• [Task to complete] All lines holding the word "impl" should be located in the records and copied.

• [Dataset entries]
//! Free-text search.
//!
//! A query is split into tokens: a double-quoted phrase is kept intact, every
//! other run of non-whitespace is one word. A record matches when ALL tokens
//! occur as substrings of its lowercase haystack.

/// Split `query` into lowercase search tokens.
///
/// An unterminated quote runs to the end of the query. Empty phrases (`""`)
/// are dropped.
pub fn tokenize(query: &str) -> Vec<String> {
    let mut tokens = Vec::new();
    let mut chars = query.chars().peekable();
    while let Some(&ch) = chars.peek() {
        if ch.is_whitespace() {
            chars.next();
            continue;
        }
        let mut token = String::new();
        if ch == '"' {
            chars.next();
            for next in chars.by_ref() {
                if next == '"' {
                    break;
                }
                token.push(next);
            }
            let phrase = token.trim();
            if !phrase.is_empty() {
                tokens.push(phrase.to_lowercase());
            }
        } else {
            while let Some(&next) = chars.peek() {
                if next.is_whitespace() {
                    break;
                }
                token.push(next);
                chars.next();
            }
            tokens.push(token.to_lowercase());
        }
    }
    tokens
}

/// Returns true if every token is a substring of `haystack`.
///
/// `haystack` is expected to be lowercase already; no tokens matches all.
pub fn matches_all(haystack: &str, tokens: &[String]) -> bool {
    tokens.iter().all(|token| haystack.contains(token.as_str()))
}

/// Lowercase haystack for a record: `name description`.
pub fn build_haystack(name: &str, description: &str) -> String {
    let mut haystack = String::with_capacity(name.len() + description.len() + 1);
    haystack.push_str(name);
    haystack.push(' ');
    haystack.push_str(description);
    haystack.to_lowercase()
}
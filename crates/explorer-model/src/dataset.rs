//! The dataset document: three scope collections plus known versions.

use serde::{Deserialize, Serialize};

use crate::enums::Scope;
use crate::setting::Setting;

/// Top-level dataset document.
///
/// Field names follow the extractor output (`settings`,
/// `merge_tree_settings`, `format_settings`).
#[derive(Debug, Clone, Default, PartialEq, Serialize, Deserialize)]
#[serde(default)]
pub struct Dataset {
    /// Known version identifiers, oldest first.
    pub versions: Vec<String>,
    #[serde(rename = "settings")]
    pub session: Vec<Setting>,
    #[serde(rename = "merge_tree_settings")]
    pub merge_tree: Vec<Setting>,
    #[serde(rename = "format_settings")]
    pub format: Vec<Setting>,
}

impl Dataset {
    pub fn scope(&self, scope: Scope) -> &[Setting] {
        match scope {
            Scope::Session => &self.session,
            Scope::MergeTree => &self.merge_tree,
            Scope::Format => &self.format,
        }
    }

    pub fn scope_mut(&mut self, scope: Scope) -> &mut Vec<Setting> {
        match scope {
            Scope::Session => &mut self.session,
            Scope::MergeTree => &mut self.merge_tree,
            Scope::Format => &mut self.format,
        }
    }

    /// Iterate over every setting in scope display order.
    pub fn iter(&self) -> impl Iterator<Item = (Scope, &Setting)> {
        Scope::all()
            .iter()
            .flat_map(move |scope| self.scope(*scope).iter().map(move |s| (*scope, s)))
    }

    pub fn len(&self) -> usize {
        self.session.len() + self.merge_tree.len() + self.format.len()
    }

    pub fn is_empty(&self) -> bool {
        self.len() == 0
    }

    /// The newest known version, used when no version is selected.
    pub fn latest_version(&self) -> Option<&str> {
        self.versions.last().map(String::as_str)
    }

    pub fn has_version(&self, version: &str) -> bool {
        self.versions.iter().any(|v| v == version)
    }

    /// Case-insensitive lookup of a setting by name within one scope.
    pub fn find(&self, scope: Scope, name: &str) -> Option<&Setting> {
        self.scope(scope)
            .iter()
            .find(|setting| setting.name.eq_ignore_ascii_case(name))
    }

    /// Lookup across all scopes; the first scope in display order wins.
    pub fn find_any(&self, name: &str) -> Option<&Setting> {
        Scope::all().iter().find_map(|scope| self.find(*scope, name))
    }
}
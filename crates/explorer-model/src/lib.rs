pub mod dataset;
pub mod enums;
pub mod error;
pub mod setting;

pub use dataset::Dataset;
pub use enums::{Scope, SpecialFlag, Tier, flags_mark_important};
pub use error::{ModelError, Result};
pub use setting::{
    Annotations, Citation, HistoryEntry, Mentions, RelatedSetting, Setting, VersionInfo,
};
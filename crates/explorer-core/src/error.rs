use std::path::PathBuf;

use thiserror::Error;

/// Failure to obtain the dataset document. Fatal to the initial render.
#[derive(Debug, Error)]
pub enum LoadError {
    #[error("failed to read dataset {path}: {source}")]
    Read {
        path: PathBuf,
        #[source]
        source: std::io::Error,
    },
    #[error("failed to read dataset from stdin: {0}")]
    Stdin(#[source] std::io::Error),
    #[error("dataset is not valid JSON: {0}")]
    Json(#[from] serde_json::Error),
}

/// Failure to read or write the explorer configuration file.
#[derive(Debug, Error)]
pub enum ConfigError {
    #[error("failed to read config {path}: {source}")]
    Read {
        path: PathBuf,
        #[source]
        source: std::io::Error,
    },
    #[error("failed to parse config {path}: {source}")]
    Parse {
        path: PathBuf,
        #[source]
        source: toml::de::Error,
    },
    #[error("failed to serialize config: {0}")]
    Serialize(#[from] toml::ser::Error),
    #[error("failed to write config {path}: {source}")]
    Write {
        path: PathBuf,
        #[source]
        source: std::io::Error,
    },
}

/// Failure reported by a clipboard backend.
#[derive(Debug, Error, Clone, PartialEq, Eq)]
pub enum ClipboardError {
    #[error("clipboard is unavailable: {0}")]
    Unavailable(String),
    #[error("clipboard write failed: {0}")]
    WriteFailed(String),
}

pub type Result<T> = std::result::Result<T, LoadError>;
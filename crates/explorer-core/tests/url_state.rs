//! URL state encoding and decoding against derived facet options.

use std::collections::BTreeSet;

use explorer_core::{FacetOptions, FilterState, UrlState, parse_dataset};
use explorer_model::{Dataset, Scope, SpecialFlag, Tier};
use proptest::prelude::*;

const DOCUMENT: &str = include_str!("data/settings.json");

fn fixture() -> (Dataset, FacetOptions) {
    let dataset = parse_dataset(DOCUMENT).unwrap();
    let options = FacetOptions::derive(&dataset, &BTreeSet::new(), None);
    (dataset, options)
}

/// Pick the options whose bit is set in `mask`, or all of them when none is.
fn pick<T: Ord + Clone>(options: &[T], mask: u32) -> BTreeSet<T> {
    let picked: BTreeSet<T> = options
        .iter()
        .enumerate()
        .filter(|(index, _)| mask & (1 << index) != 0)
        .map(|(_, value)| value.clone())
        .collect();
    if picked.is_empty() {
        options.iter().cloned().collect()
    } else {
        picked
    }
}

fn round_trip(state: &FilterState, options: &FacetOptions) -> FilterState {
    let query = UrlState::from_state(state, options).to_query();
    let mut decoded = FilterState::default();
    UrlState::parse_query(&query).apply(&mut decoded, options);
    decoded
}

#[test]
fn full_selections_are_omitted() {
    let (_, options) = fixture();
    let state = FilterState {
        scopes: options.full_scopes(),
        topics: options.full_topics(),
        tiers: options.full_tiers(),
        ..FilterState::default()
    };
    assert_eq!(UrlState::from_state(&state, &options).to_query(), "");
}

#[test]
fn cleared_selection_survives_as_empty_parameter() {
    let (_, options) = fixture();
    let state = FilterState {
        scopes: options.full_scopes(),
        topics: BTreeSet::new(),
        tiers: options.full_tiers(),
        ..FilterState::default()
    };
    let query = UrlState::from_state(&state, &options).to_query();
    assert_eq!(query, "topic=");
    assert!(round_trip(&state, &options).topics.is_empty());
}

#[test]
fn unknown_values_fall_back_to_options() {
    let (_, options) = fixture();
    let mut state = FilterState::default();
    UrlState::parse_query("v=1.0&topic=Nope&tier=obsolete&flags=cloud").apply(&mut state, &options);
    assert_eq!(state.version, None);
    assert_eq!(state.topics, options.full_topics());
    assert_eq!(state.tiers, options.full_tiers());
    assert_eq!(state.flags, BTreeSet::from([SpecialFlag::Cloud]));
}

#[test]
fn prefill_only_touches_query_toggle_and_scopes() {
    let mut state = FilterState::default();
    UrlState::parse_query("q=max&scope=mergetree&tier=beta&changed=1").apply_prefill(&mut state);
    assert_eq!(state.query, "max");
    assert!(state.changed_only);
    assert_eq!(state.scopes, BTreeSet::from([Scope::MergeTree]));
    assert!(state.tiers.is_empty());
}

#[test]
fn topics_with_spaces_are_encoded() {
    let (_, options) = fixture();
    let state = FilterState {
        scopes: options.full_scopes(),
        topics: BTreeSet::from(["Object Storage".to_string(), "Caching".to_string()]),
        tiers: BTreeSet::from([Tier::Experimental]),
        ..FilterState::default()
    };
    insta::assert_snapshot!(
        UrlState::from_state(&state, &options).to_query(),
        @"topic=Caching%2CObject+Storage&tier=experimental"
    );
    assert_eq!(round_trip(&state, &options), state);
}

proptest! {
    #[test]
    fn non_empty_selections_round_trip(
        scope_mask in any::<u32>(),
        topic_mask in any::<u32>(),
        tier_mask in any::<u32>(),
        flag_mask in 0u32..4,
        query in "[a-z\" ]{0,16}",
        version_index in proptest::option::of(0usize..2),
        changed_only in any::<bool>(),
    ) {
        let (dataset, options) = fixture();
        let state = FilterState {
            scopes: pick(&options.scopes, scope_mask),
            topics: pick(&options.topics, topic_mask),
            tiers: pick(&options.tiers, tier_mask),
            flags: options
                .flags
                .iter()
                .enumerate()
                .filter(|(index, _)| flag_mask & (1 << index) != 0)
                .map(|(_, flag)| *flag)
                .collect(),
            query,
            changed_only,
            version: version_index.map(|index| dataset.versions[index].clone()),
        };
        prop_assert_eq!(round_trip(&state, &options), state);
    }
}
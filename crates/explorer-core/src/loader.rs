//! Dataset loading and per-record annotation.

use std::fs;
use std::io::Read;
use std::path::Path;

use explorer_model::{Annotations, Dataset, Scope};
use tracing::{debug, info};

use crate::error::{LoadError, Result};
use crate::search::build_haystack;
use crate::topics::TopicRules;

/// Read and annotate the dataset document at `path`.
pub fn load_dataset(path: &Path) -> Result<Dataset> {
    let text = fs::read_to_string(path).map_err(|source| LoadError::Read {
        path: path.to_path_buf(),
        source,
    })?;
    debug!(path = %path.display(), bytes = text.len(), "dataset read");
    parse_dataset(&text)
}

/// Read and annotate a dataset document from any reader (e.g. stdin).
pub fn load_dataset_from_reader<R: Read>(mut reader: R) -> Result<Dataset> {
    let mut text = String::new();
    reader
        .read_to_string(&mut text)
        .map_err(LoadError::Stdin)?;
    parse_dataset(&text)
}

/// Parse a dataset document and annotate it with the built-in topic rules.
pub fn parse_dataset(text: &str) -> Result<Dataset> {
    let mut dataset: Dataset = serde_json::from_str(text)?;
    annotate(&mut dataset, TopicRules::builtin());
    info!(
        session = dataset.session.len(),
        merge_tree = dataset.merge_tree.len(),
        format = dataset.format.len(),
        versions = dataset.versions.len(),
        "dataset loaded"
    );
    Ok(dataset)
}

/// Attach the scope tag, search haystack and inferred topics to every record.
///
/// Derived fields are replaced, never accumulated, so running this twice
/// leaves the dataset unchanged.
pub fn annotate(dataset: &mut Dataset, rules: &TopicRules) {
    for scope in Scope::all() {
        for setting in dataset.scope_mut(*scope) {
            let haystack = build_haystack(&setting.name, &setting.description);
            let inferred_topics = rules.infer(&haystack);
            setting.annotations = Annotations {
                scope: *scope,
                haystack,
                inferred_topics,
            };
        }
    }
}
//! Thin element writer over `quick_xml::Writer`.
//!
//! Text and attribute values are escaped by quick-xml. Void elements are
//! written self-closed (`<input/>`), which HTML parsers accept.

use quick_xml::Writer;
use quick_xml::events::{BytesEnd, BytesStart, BytesText, Event};

use crate::error::Result;

pub(crate) type Attrs<'a> = &'a [(&'a str, &'a str)];

pub(crate) struct Html {
    xml: Writer<Vec<u8>>,
}

impl Html {
    pub(crate) fn new() -> Self {
        Self {
            xml: Writer::new(Vec::new()),
        }
    }

    pub(crate) fn indented() -> Self {
        Self {
            xml: Writer::new_with_indent(Vec::new(), b' ', 2),
        }
    }

    pub(crate) fn doctype(&mut self) -> Result<()> {
        self.xml
            .write_event(Event::DocType(BytesText::from_escaped("html")))?;
        Ok(())
    }

    pub(crate) fn open(&mut self, tag: &str, attrs: Attrs<'_>) -> Result<()> {
        let start = BytesStart::new(tag).with_attributes(attrs.iter().copied());
        self.xml.write_event(Event::Start(start))?;
        Ok(())
    }

    pub(crate) fn close(&mut self, tag: &str) -> Result<()> {
        self.xml.write_event(Event::End(BytesEnd::new(tag)))?;
        Ok(())
    }

    pub(crate) fn text(&mut self, text: &str) -> Result<()> {
        if !text.is_empty() {
            self.xml.write_event(Event::Text(BytesText::new(text)))?;
        }
        Ok(())
    }

    /// `<tag attrs>text</tag>`
    pub(crate) fn element(&mut self, tag: &str, attrs: Attrs<'_>, text: &str) -> Result<()> {
        self.open(tag, attrs)?;
        self.text(text)?;
        self.close(tag)
    }

    pub(crate) fn void(&mut self, tag: &str, attrs: Attrs<'_>) -> Result<()> {
        let start = BytesStart::new(tag).with_attributes(attrs.iter().copied());
        self.xml.write_event(Event::Empty(start))?;
        Ok(())
    }

    /// Pre-escaped markup, used for embedded stylesheets.
    pub(crate) fn raw(&mut self, markup: &str) -> Result<()> {
        self.xml
            .write_event(Event::Text(BytesText::from_escaped(markup)))?;
        Ok(())
    }

    pub(crate) fn finish(self) -> Result<String> {
        Ok(String::from_utf8(self.xml.into_inner())?)
    }
}

#[cfg(test)]
mod tests {
    use super::*;

    #[test]
    fn escapes_text_and_attributes() {
        let mut html = Html::new();
        html.element("a", &[("title", "\"quoted\" & <b>")], "1 < 2")
            .unwrap();
        assert_eq!(
            html.finish().unwrap(),
            "<a title=\"&quot;quoted&quot; &amp; &lt;b&gt;\">1 &lt; 2</a>"
        );
    }

    #[test]
    fn empty_elements_keep_their_end_tag() {
        let mut html = Html::new();
        html.element("div", &[("id", "results")], "").unwrap();
        html.void("input", &[("type", "search")]).unwrap();
        assert_eq!(
            html.finish().unwrap(),
            "<div id=\"results\"></div><input type=\"search\"/>"
        );
    }
}
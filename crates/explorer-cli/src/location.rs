//! Page location assembled from the configured page URL, a pasted share
//! link and individual filter flags.

use std::collections::BTreeSet;

use explorer_core::UrlState;
use explorer_model::{Scope, SpecialFlag, Tier};
use url::Url;

/// Filter values given as individual command line flags.
///
/// Empty lists leave the corresponding URL parameter untouched.
#[derive(Debug, Clone, Default, PartialEq, Eq)]
pub struct FilterOverrides {
    pub query: Option<String>,
    pub version: Option<String>,
    pub scopes: Vec<Scope>,
    pub topics: Vec<String>,
    pub tiers: Vec<Tier>,
    pub flags: Vec<SpecialFlag>,
    pub changed_only: bool,
}

impl FilterOverrides {
    fn apply(&self, state: &mut UrlState) {
        if let Some(query) = &self.query {
            state.query = (!query.is_empty()).then(|| query.clone());
        }
        if let Some(version) = &self.version {
            state.version = Some(version.clone());
        }
        if !self.scopes.is_empty() {
            state.scopes = Some(self.scopes.iter().copied().collect());
        }
        if !self.topics.is_empty() {
            state.topics = Some(self.topics.iter().cloned().collect::<BTreeSet<_>>());
        }
        if !self.tiers.is_empty() {
            state.tiers = Some(self.tiers.iter().copied().collect());
        }
        if !self.flags.is_empty() {
            state.flags = Some(self.flags.iter().copied().collect());
        }
        state.changed_only |= self.changed_only;
    }
}

/// Build the location a session is opened at.
///
/// `shared` may be a full URL (used as-is, including its fragment) or a bare
/// query string such as `?q=threads&tier=beta#s-max-threads`, which is
/// resolved against `page`.
pub fn build_location(page: &Url, shared: Option<&str>, overrides: &FilterOverrides) -> Url {
    let mut location = match shared.map(str::trim).filter(|shared| !shared.is_empty()) {
        Some(shared) => Url::parse(shared).unwrap_or_else(|_| with_query(page, shared)),
        None => page.clone(),
    };
    let mut state = UrlState::parse_url(&location);
    overrides.apply(&mut state);
    let query = state.to_query();
    location.set_query((!query.is_empty()).then_some(query.as_str()));
    location
}

fn with_query(page: &Url, shared: &str) -> Url {
    let (query, fragment) = match shared.split_once('#') {
        Some((query, fragment)) => (query, Some(fragment)),
        None => (shared, None),
    };
    let query = query.strip_prefix('?').unwrap_or(query);
    let mut url = page.clone();
    url.set_query((!query.is_empty()).then_some(query));
    url.set_fragment(fragment.filter(|fragment| !fragment.is_empty()));
    url
}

• [Task response]
impl Dataset {
    pub fn iter(&self) -> impl Iterator<Item = (Scope, &Setting)> {
impl Html {
impl FilterOverrides {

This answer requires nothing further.